There wasn't a liberal progressive on the planet who would have opposed the collection of Soviet missile telemetry in 1982. But now the bad guys are among us and using the same underground wires to talk that you use to call your friends. And yet the situation is the same: The NSA's job is to protect us from our enemies.
The NSA and GCSB must see your communications whiz by as they look for the bad communications, because there is no other way sort them out. If there were, the NSA would have figured out how by now.
In fact it's really unclear what Edward Snowden actually 'exposed' with his leaks. He tried to show the American public how the NSA was spying on its own citizens, but all he ended up exposing was an attempt to create a haystack of all the communications in order to find the needle of a terrorist or drug smuggler. Again, that's the only way to do this.
All he ever did was show the US public how the NSA was doing the job they were designed and paid to do in a new and very complex world. That people were concerned their privacy was being eroded was a natural feeling, but ultimately misguided. Nothing in Mr Snowden's leaks has proven that the NSA spies on US citizens out of habit.
Stepping back for a moment, it's pretty much impossible for the NSA (even with its enormous budget) to spy on all US citizens at once. That's what the media and Mr Snowden want you to think, but that's simply not happening. They don't care what you're doing. The NSA is only trying to look for the threats. That can actually be proven in Mr Snowden's documents because those are the tools the NSA created.
So is Mr Snowden a whistle-blower, traitor or simply a very troubled young man? I'd say it's neither of the first two options, and probably the latter. The US public gained nothing by learning the secrets of the NSA, except to be morally outraged (if misguided in that outrage) and to learn a few things they maybe didn't need to know.

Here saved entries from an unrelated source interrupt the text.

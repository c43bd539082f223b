use std::collections::HashMap;
use std::path::PathBuf;

use serde::Deserialize;

/// `[logging]` section. Every field has a default, so the section may be
/// omitted.
#[derive(Debug, Clone, Deserialize)]
#[serde(default, deny_unknown_fields)]
pub struct LoggingConfig {
    /// Global level filter, e.g. `"info"`.
    pub level: String,
    /// Per-module overrides, e.g. `{ "tgs_core" = "debug" }`.
    pub modules: HashMap<String, String>,
    /// Optional log file. Relative paths resolve against the config file's
    /// directory (or the working directory when no file was given).
    pub file: Option<PathBuf>,
    pub format: LogFormat,
}

impl Default for LoggingConfig {
    fn default() -> Self {
        Self {
            level: "info".to_string(),
            modules: HashMap::new(),
            file: None,
            format: LogFormat::Plain,
        }
    }
}

impl LoggingConfig {
    /// `EnvFilter` directive string: the global level followed by the
    /// per-module overrides, sorted by module for a stable result.
    pub fn directives(&self) -> String {
        let mut modules: Vec<(&String, &String)> = self.modules.iter().collect();
        modules.sort();
        let mut directives = self.level.clone();
        for (module, level) in modules {
            directives.push(',');
            directives.push_str(module);
            directives.push('=');
            directives.push_str(level);
        }
        directives
    }
}

#[derive(Debug, Clone, Copy, PartialEq, Eq, Deserialize)]
#[serde(rename_all = "lowercase")]
pub enum LogFormat {
    Plain,
    Json,
}
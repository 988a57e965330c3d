use chrono::{DateTime, Utc};
use settlement_common::rpc::AccountResponse;
use settlement_common::{Amount, ReservationStatus};
use tokio_postgres::Row;

use crate::{Error, Result};

/// Account row in the database
#[derive(Debug, Clone)]
pub struct Account {
    pub id: String,
    pub name: String,
    pub account_no: String,
    pub balance: Amount,
    pub reserved: Amount,
    pub created_at: DateTime<Utc>,
    pub updated_at: DateTime<Utc>,
}

impl Account {
    pub fn from_row(row: &Row) -> Result<Self> {
        Ok(Self {
            id: row.try_get("id")?,
            name: row.try_get("name")?,
            account_no: row.try_get("account_no")?,
            balance: Amount::from_minor_units(row.try_get("balance")?),
            reserved: Amount::from_minor_units(row.try_get("reserved")?),
            created_at: row.try_get("created_at")?,
            updated_at: row.try_get("updated_at")?,
        })
    }

    pub fn into_response(self) -> AccountResponse {
        AccountResponse {
            account_id: self.id,
            name: self.name,
            account_no: self.account_no,
            balance: self.balance,
            reserved: self.reserved,
            created_at: self.created_at,
        }
    }
}

/// Reservation row in the database
#[derive(Debug, Clone)]
pub struct Reservation {
    pub reference_id: String,
    pub payer_id: String,
    pub payee_id: String,
    pub amount: Amount,
    pub status: ReservationStatus,
}

impl Reservation {
    pub fn from_row(row: &Row) -> Result<Self> {
        let status: String = row.try_get("status")?;
        Ok(Self {
            reference_id: row.try_get("reference_id")?,
            payer_id: row.try_get("payer_id")?,
            payee_id: row.try_get("payee_id")?,
            amount: Amount::from_minor_units(row.try_get("amount")?),
            status: status
                .parse()
                .map_err(|e: String| Error::Database(e))?,
        })
    }
}

/// Audit trail state for a reference id
#[derive(Debug, Clone, Copy, PartialEq, Eq)]
pub enum LedgerStatus {
    Initiated,
    Completed,
    Failed,
}

impl LedgerStatus {
    pub fn as_str(&self) -> &'static str {
        match self {
            LedgerStatus::Initiated => "INITIATED",
            LedgerStatus::Completed => "COMPLETED",
            LedgerStatus::Failed => "FAILED",
        }
    }
}

#[cfg(test)]
mod tests {
    use super::*;
    use pretty_assertions::assert_eq;

    #[test]
    fn test_ledger_status_labels() {
        assert_eq!(LedgerStatus::Initiated.as_str(), "INITIATED");
        assert_eq!(LedgerStatus::Completed.as_str(), "COMPLETED");
        assert_eq!(LedgerStatus::Failed.as_str(), "FAILED");
    }

    #[test]
    fn test_account_into_response() {
        let now = Utc::now();
        let account = Account {
            id: "acct-1".to_string(),
            name: "Alice".to_string(),
            account_no: "ACC-0001".to_string(),
            balance: Amount::from_minor_units(900),
            reserved: Amount::from_minor_units(100),
            created_at: now,
            updated_at: now,
        };

        let resp = account.into_response();
        assert_eq!(resp.account_id, "acct-1");
        assert_eq!(resp.balance, Amount::from_minor_units(900));
        assert_eq!(resp.reserved, Amount::from_minor_units(100));
    }
}
//! Accounts Service Binary

use accounts_service::{api, AccountStore, AccountsConfig};
use tokio_postgres::NoTls;
use tracing_subscriber::{EnvFilter, FmtSubscriber};

mod embedded {
    refinery::embed_migrations!("migrations");
}

#[tokio::main]
async fn main() -> anyhow::Result<()> {
    // Setup logging
    let subscriber = FmtSubscriber::builder()
        .with_env_filter(
            EnvFilter::try_from_default_env().unwrap_or_else(|_| EnvFilter::new("info")),
        )
        .finish();
    tracing::subscriber::set_global_default(subscriber)
        .expect("Failed to set tracing subscriber");

    tracing::info!("Starting Accounts Service");

    let config = AccountsConfig::from_env();
    tracing::info!("Configuration:");
    tracing::info!("  Bind address: {}", config.bind_address);
    tracing::info!("  Pool size: {}", config.pool_size);

    run_migrations(&config.database_url).await?;

    let pool = settlement_common::db::connect_pool(&config.database_url, config.pool_size).await?;
    let store = AccountStore::new(pool);

    let mut sigterm =
        tokio::signal::unix::signal(tokio::signal::unix::SignalKind::terminate())?;

    tokio::select! {
        result = api::start_api_server(store, &config.bind_address) => {
            result?;
        }
        _ = tokio::signal::ctrl_c() => {
            tracing::info!("Shutdown signal received");
        }
        _ = sigterm.recv() => {
            tracing::info!("Terminate signal received");
        }
    }

    tracing::info!("Accounts service stopped");
    Ok(())
}

async fn run_migrations(database_url: &str) -> anyhow::Result<()> {
    let (mut client, connection) = tokio_postgres::connect(database_url, NoTls).await?;
    tokio::spawn(async move {
        if let Err(e) = connection.await {
            tracing::error!("migration connection error: {}", e);
        }
    });

    let report = embedded::migrations::runner().run_async(&mut client).await?;
    for migration in report.applied_migrations() {
        tracing::info!("applied migration {}", migration.name());
    }
    Ok(())
}
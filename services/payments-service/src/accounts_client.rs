//! RPC client for the accounts service
//!
//! The trait seam keeps the orchestration logic testable without a live
//! accounts instance.

use async_trait::async_trait;
use settlement_common::rpc::{ReserveFundsRequest, TransferOutcome};

use crate::Result;

/// Unary calls the payments orchestrator makes against Accounts.
///
/// A returned `Err` is a transport fault; business failures arrive as
/// `TransferOutcome` with `status=FAILED` and an enumerated kind.
#[cfg_attr(test, mockall::automock)]
#[async_trait]
pub trait AccountsApi: Send + Sync {
    async fn reserve_funds(&self, request: ReserveFundsRequest) -> Result<TransferOutcome>;

    async fn transfer(&self, reference_id: String) -> Result<TransferOutcome>;

    async fn release_funds(&self, reference_id: String) -> Result<TransferOutcome>;
}

/// HTTP implementation talking to a live accounts service.
pub struct HttpAccountsClient {
    client: reqwest::Client,
    base_url: String,
}

impl HttpAccountsClient {
    pub fn new(base_url: impl Into<String>) -> Self {
        Self {
            client: reqwest::Client::new(),
            base_url: base_url.into(),
        }
    }

    async fn post_outcome<B: serde::Serialize + Sync>(
        &self,
        path: &str,
        body: &B,
    ) -> Result<TransferOutcome> {
        let url = format!("{}/api/{}", self.base_url, path);
        let response = self.client.post(&url).json(body).send().await?;
        let outcome = response.json::<TransferOutcome>().await?;
        Ok(outcome)
    }
}

#[async_trait]
impl AccountsApi for HttpAccountsClient {
    async fn reserve_funds(&self, request: ReserveFundsRequest) -> Result<TransferOutcome> {
        self.post_outcome("reservations/reserve", &request).await
    }

    async fn transfer(&self, reference_id: String) -> Result<TransferOutcome> {
        self.post_outcome(
            "reservations/transfer",
            &serde_json::json!({ "reference_id": reference_id }),
        )
        .await
    }

    async fn release_funds(&self, reference_id: String) -> Result<TransferOutcome> {
        self.post_outcome(
            "reservations/release",
            &serde_json::json!({ "reference_id": reference_id }),
        )
        .await
    }
}
//! Data access for settlements and durable consumer offsets

pub mod models;

use deadpool_postgres::Pool;
use settlement_common::PaymentCapturedEvent;
use tracing::info;

use crate::Result;
use models::{Settlement, STATUS_PENDING};

/// Data access for the settlement database.
pub struct SettlementStore {
    pool: Pool,
}

impl SettlementStore {
    pub fn new(pool: Pool) -> Self {
        Self { pool }
    }

    pub async fn health(&self) -> bool {
        settlement_common::db::health_check(&self.pool).await
    }

    /// Materialize a captured-payment event and advance the consumer offset
    /// in one transaction.
    ///
    /// The upsert keyed on the unique reference id makes redelivery converge
    /// on a single row; committing the offset with it means a crash replays
    /// the event into the same row instead of losing it.
    pub async fn apply_event(
        &self,
        topic: &str,
        partition: i32,
        next_offset: i64,
        event: &PaymentCapturedEvent,
    ) -> Result<()> {
        let mut client = self.pool.get().await?;
        let tx = client.transaction().await?;

        let units = event.amount.minor_units();
        tx.execute(
            "INSERT INTO settlements (reference_id, payer_id, payee_id, amount, status)
             VALUES ($1, $2, $3, $4, $5)
             ON CONFLICT (reference_id)
             DO UPDATE SET status = EXCLUDED.status, updated_at = now()",
            &[
                &event.reference_id,
                &event.payer_id,
                &event.payee_id,
                &units,
                &STATUS_PENDING,
            ],
        )
        .await?;

        upsert_offset(&tx, topic, partition, next_offset).await?;

        tx.commit().await?;
        info!(reference_id = %event.reference_id, "settlement materialized");
        Ok(())
    }

    pub async fn get_by_reference(&self, reference_id: &str) -> Result<Option<Settlement>> {
        let client = self.pool.get().await?;
        let row = client
            .query_opt(
                "SELECT reference_id, payer_id, payee_id, amount, status, created_at, updated_at
                 FROM settlements WHERE reference_id = $1",
                &[&reference_id],
            )
            .await?;
        row.as_ref().map(Settlement::from_row).transpose()
    }

    /// Next offset to fetch for a partition; zero when never consumed.
    pub async fn next_offset(&self, topic: &str, partition: i32) -> Result<i64> {
        let client = self.pool.get().await?;
        let row = client
            .query_opt(
                "SELECT next_offset FROM consumer_offsets WHERE topic = $1 AND partition = $2",
                &[&topic, &partition],
            )
            .await?;
        Ok(row.map(|r| r.get("next_offset")).unwrap_or(0))
    }

    /// Advance the offset without touching settlement rows (skipped
    /// messages).
    pub async fn commit_offset(&self, topic: &str, partition: i32, next_offset: i64) -> Result<()> {
        let mut client = self.pool.get().await?;
        let tx = client.transaction().await?;
        upsert_offset(&tx, topic, partition, next_offset).await?;
        tx.commit().await?;
        Ok(())
    }
}

async fn upsert_offset(
    tx: &deadpool_postgres::Transaction<'_>,
    topic: &str,
    partition: i32,
    next_offset: i64,
) -> Result<()> {
    tx.execute(
        "INSERT INTO consumer_offsets (topic, partition, next_offset)
         VALUES ($1, $2, $3)
         ON CONFLICT (topic, partition)
         DO UPDATE SET next_offset = EXCLUDED.next_offset, updated_at = now()",
        &[&topic, &partition, &next_offset],
    )
    .await?;
    Ok(())
}
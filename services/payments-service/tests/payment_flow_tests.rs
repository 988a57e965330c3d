//! Integration tests for intent creation and capture
//!
//! These run against a local Postgres instance (skipped when none is
//! reachable) with a scripted accounts double, so every orchestration branch
//! is exercised including the crash-recovery repair.

use payments_service::repository::models::IntentStatus;
use settlement_common::rpc::{
    CaptureOutcome, CapturePaymentRequest, CreatePaymentIntentRequest, ErrorKind, IntentOutcome,
    TransferOutcome,
};
use settlement_common::{new_reference_id, Amount, ReservationStatus};
use std::sync::Arc;

mod common;

fn intent_request(reference_id: &str) -> CreatePaymentIntentRequest {
    CreatePaymentIntentRequest {
        payer_id: "payer-1".to_string(),
        payee_id: "payee-1".to_string(),
        amount: Amount::from_minor_units(100),
        reference_id: Some(reference_id.to_string()),
    }
}

#[tokio::test]
async fn test_create_intent_authorizes_and_persists() {
    skip_if_no_database!();
    let accounts = Arc::new(common::StubAccounts::new(
        TransferOutcome::success("funds reserved"),
        TransferOutcome::success("transfer completed"),
    ));
    let service = common::test_service(accounts.clone()).await;
    let reference = new_reference_id();

    let response = service
        .create_payment_intent(intent_request(&reference))
        .await
        .unwrap();

    assert_eq!(response.status, IntentOutcome::Authorized);
    assert_eq!(response.reference_id, reference);
    assert_eq!(accounts.reserve_count(), 1);

    let intent = service
        .repository()
        .get_intent(&reference)
        .await
        .unwrap()
        .expect("intent should exist");
    assert_eq!(intent.status, IntentStatus::Authorized);
    assert_eq!(intent.amount, Amount::from_minor_units(100));
}

#[tokio::test]
async fn test_create_intent_is_idempotent() {
    skip_if_no_database!();
    let accounts = Arc::new(common::StubAccounts::new(
        TransferOutcome::success("funds reserved"),
        TransferOutcome::success("transfer completed"),
    ));
    let service = common::test_service(accounts.clone()).await;
    let reference = new_reference_id();

    let first = service
        .create_payment_intent(intent_request(&reference))
        .await
        .unwrap();
    let second = service
        .create_payment_intent(intent_request(&reference))
        .await
        .unwrap();
    let third = service
        .create_payment_intent(intent_request(&reference))
        .await
        .unwrap();

    // All replies identical, and Accounts was contacted exactly once.
    assert_eq!(first, second);
    assert_eq!(second, third);
    assert_eq!(accounts.reserve_count(), 1);
}

#[tokio::test]
async fn test_failed_reserve_persists_nothing() {
    skip_if_no_database!();
    let accounts = Arc::new(common::StubAccounts::new(
        TransferOutcome::failed(ErrorKind::InsufficientFunds, "insufficient funds"),
        TransferOutcome::success("transfer completed"),
    ));
    let service = common::test_service(accounts.clone()).await;
    let reference = new_reference_id();

    let response = service
        .create_payment_intent(intent_request(&reference))
        .await
        .unwrap();
    assert_eq!(response.status, IntentOutcome::Failed);

    // No intent, and the failure is not served from the idempotency store:
    // a retry goes back to Accounts.
    assert!(service
        .repository()
        .get_intent(&reference)
        .await
        .unwrap()
        .is_none());
    let retry = service
        .create_payment_intent(intent_request(&reference))
        .await
        .unwrap();
    assert_eq!(retry.status, IntentOutcome::Failed);
    assert_eq!(accounts.reserve_count(), 2);

    // Capture of a never-authorized reference fails.
    let capture = service
        .capture_payment(CapturePaymentRequest {
            reference_id: reference.clone(),
        })
        .await
        .unwrap();
    assert_eq!(capture.status, CaptureOutcome::Failed);
    assert!(capture.message.contains("does not exist"));
}

#[tokio::test]
async fn test_capture_writes_txns_outbox_and_intent_once() {
    skip_if_no_database!();
    let accounts = Arc::new(common::StubAccounts::new(
        TransferOutcome::success("funds reserved"),
        TransferOutcome::success("transfer completed"),
    ));
    let service = common::test_service(accounts.clone()).await;
    let reference = new_reference_id();

    service
        .create_payment_intent(intent_request(&reference))
        .await
        .unwrap();
    let response = service
        .capture_payment(CapturePaymentRequest {
            reference_id: reference.clone(),
        })
        .await
        .unwrap();

    assert_eq!(response.status, CaptureOutcome::Captured);

    let repo = service.repository();
    assert_eq!(repo.count_payment_txns(&reference).await.unwrap(), 2);
    assert_eq!(repo.count_outbox_events(&reference).await.unwrap(), 1);
    let intent = repo.get_intent(&reference).await.unwrap().unwrap();
    assert_eq!(intent.status, IntentStatus::Captured);
}

#[tokio::test]
async fn test_double_capture_is_idempotent() {
    skip_if_no_database!();
    let accounts = Arc::new(common::StubAccounts::new(
        TransferOutcome::success("funds reserved"),
        TransferOutcome::success("transfer completed"),
    ));
    let service = common::test_service(accounts.clone()).await;
    let reference = new_reference_id();

    service
        .create_payment_intent(intent_request(&reference))
        .await
        .unwrap();

    let first = service
        .capture_payment(CapturePaymentRequest {
            reference_id: reference.clone(),
        })
        .await
        .unwrap();
    let second = service
        .capture_payment(CapturePaymentRequest {
            reference_id: reference.clone(),
        })
        .await
        .unwrap();

    assert_eq!(first.status, CaptureOutcome::Captured);
    assert_eq!(second.status, CaptureOutcome::Captured);
    assert_eq!(accounts.transfer_count(), 1);

    // Exactly two txn rows and one outbox event in total.
    let repo = service.repository();
    assert_eq!(repo.count_payment_txns(&reference).await.unwrap(), 2);
    assert_eq!(repo.count_outbox_events(&reference).await.unwrap(), 1);
}

#[tokio::test]
async fn test_capture_retry_after_crash_repairs_local_state() {
    skip_if_no_database!();
    // Transfer already confirmed on the Accounts side; the local commit was
    // lost. The retry must treat INVALID_STATE/CONFIRMED as success.
    let accounts = Arc::new(common::StubAccounts::new(
        TransferOutcome::success("funds reserved"),
        TransferOutcome::invalid_state(
            ReservationStatus::Confirmed,
            "reservation is CONFIRMED",
        ),
    ));
    let service = common::test_service(accounts.clone()).await;
    let reference = new_reference_id();

    service
        .create_payment_intent(intent_request(&reference))
        .await
        .unwrap();
    let response = service
        .capture_payment(CapturePaymentRequest {
            reference_id: reference.clone(),
        })
        .await
        .unwrap();

    assert_eq!(response.status, CaptureOutcome::Captured);

    let repo = service.repository();
    assert_eq!(repo.count_payment_txns(&reference).await.unwrap(), 2);
    assert_eq!(repo.count_outbox_events(&reference).await.unwrap(), 1);
    let intent = repo.get_intent(&reference).await.unwrap().unwrap();
    assert_eq!(intent.status, IntentStatus::Captured);
}

#[tokio::test]
async fn test_capture_of_released_reservation_fails() {
    skip_if_no_database!();
    let accounts = Arc::new(common::StubAccounts::new(
        TransferOutcome::success("funds reserved"),
        TransferOutcome::invalid_state(ReservationStatus::Failed, "reservation is FAILED"),
    ));
    let service = common::test_service(accounts.clone()).await;
    let reference = new_reference_id();

    service
        .create_payment_intent(intent_request(&reference))
        .await
        .unwrap();
    let response = service
        .capture_payment(CapturePaymentRequest {
            reference_id: reference.clone(),
        })
        .await
        .unwrap();

    assert_eq!(response.status, CaptureOutcome::Failed);

    // Nothing was written locally.
    let repo = service.repository();
    assert_eq!(repo.count_payment_txns(&reference).await.unwrap(), 0);
    assert_eq!(repo.count_outbox_events(&reference).await.unwrap(), 0);
    let intent = repo.get_intent(&reference).await.unwrap().unwrap();
    assert_eq!(intent.status, IntentStatus::Authorized);
}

But America's enemies lifted up the curtain of US espionage and set back the NSA and GCSB's intelligence gathering advantage significantly. Every free person on the planet is now in a more dangerous world because of Snowden's poorly thought-out political bias and youth.
I think the nomenclature of what Mr Snowden actually is should rely on the content of his claims. And so far, his leaks have not shown he was justified in taking those steps publicly. If he ever needs to be defended legally, I think he'll find it very difficult.